Dopo i classici periodi tecnici di 90 giorni, la Corte d’Assise di Bologna ha pubblicato le 280 pagine che contengono le motivazioni della condanna all’ergastolo di Giampalo Amato per il duplice omicidio della moglie – la 62enne Isabella Linsalata – e della suocera – l’87enne Giulia Tateo – avvenuto nell’ormai lontano ottobre del 2021: un documento che contiene tutta una serie di considerazioni sulla figura dell’ex medico della Virtus e che parte dalla chiara e precisa constatazione che gli stessi giudici avrebbero “trovato difficile accettare che nella persona di Giampaolo Amato (..) si nascondesse un freddo e spietato assassino” per via dell’ampio numero di conoscenti che ne hanno speso parole positivi e per via del modo in cui si presenta alla società; ma a dirlo sono state le “inconfutabili prove assunte nel processo”.
Secondo i giudici dentro a Giampaolo Amato di nasconde “un lato oscuro” che l’ha sempre spinto a manipolare i fatti “alimentato da un’altissima considerazione di sé e dal senso di superiorità intellettuale” che nutre e che l’ha portato ad “alterare la realtà per i suoi scopi personali convincendosi” egli stesso di cose che “oggettivamente non [sono] vere”: per tutti questi anni non avrebbe mai mostrato un minimo senso di pentimento, cercando anzi di “falsificare (..) la memoria delle vittime” infangandola con racconti falsi e per questa ragione non gli va – secondo i giudici bolognesi – riconosciuta nessuna attenuante all’ergastolo.
Perché Giampaolo Amato ha ucciso moglie e suocera: “Doveva rimuovere gli ostacoli alla sua vita extraconiugale”
Ragionando sul movente e sui contorni del duplice omicidio, la Corte di Bologna spiega che Giampaolo Amato sarebbe stato “condizionamento dell’intero apparato familiare (..), dall’ambiente sociale e religioso” al punto da non riuscire a lasciare la moglie per rispettare la promesse fatte all’amante e come una decisione “estemporanea o improvvisa” ma al contempo “programmata da tempo” l’ex medico ha deciso di “rimuovere gli ostacoli che altrimenti gli avrebbero impedito di conservare il meglio della sua vita precedente”.

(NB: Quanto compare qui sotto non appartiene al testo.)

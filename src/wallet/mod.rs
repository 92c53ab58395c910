//! Account management
//!
//! - `types`: accounts, credentials and transfer records
//! - `signer`: address derivation and transaction signing
//! - `accounts`: the persisted account registry and credential import
//! - `history`: the capped transfer log
//!
//! Raw credentials only leave [`Credential`] through the signer.

pub mod accounts;
pub mod history;
pub mod signer;
pub mod types;

pub use accounts::{extract_credentials, AccountStore, ImportSummary};
pub use history::{TransferLog, MAX_TRANSFER_RECORDS};
pub use signer::{LocalSigner, TransactionSigner};
pub use types::{
    format_amount, short_address, Account, Credential, TransferRecord, TransferRequest,
    SWEEP_GAS_LIMIT,
};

Da un lato – spiegano i giudici – “il ruolo genitoriale” che stava tanto a cuore a Giampaolo Amato e dall’altro “la sua storia d’amore” con l’amante, il tutto senza neppure perdere l’abitazione nelle quale viveva che era di proprietà della suocera: con un “ingannevole modus operandi” dunque l’ex medico ha somministrato ad entrambe le donne un mix di farmaci letali immaginando che la “tragica e inaspettata” morte avrebbe concesso la “possibilità di far accettare ai due figli la sua nuova vita sentimentale e (..) rimanere nello stabile (..) nel contesto sociale, relazionale e lavorativo” inalterato.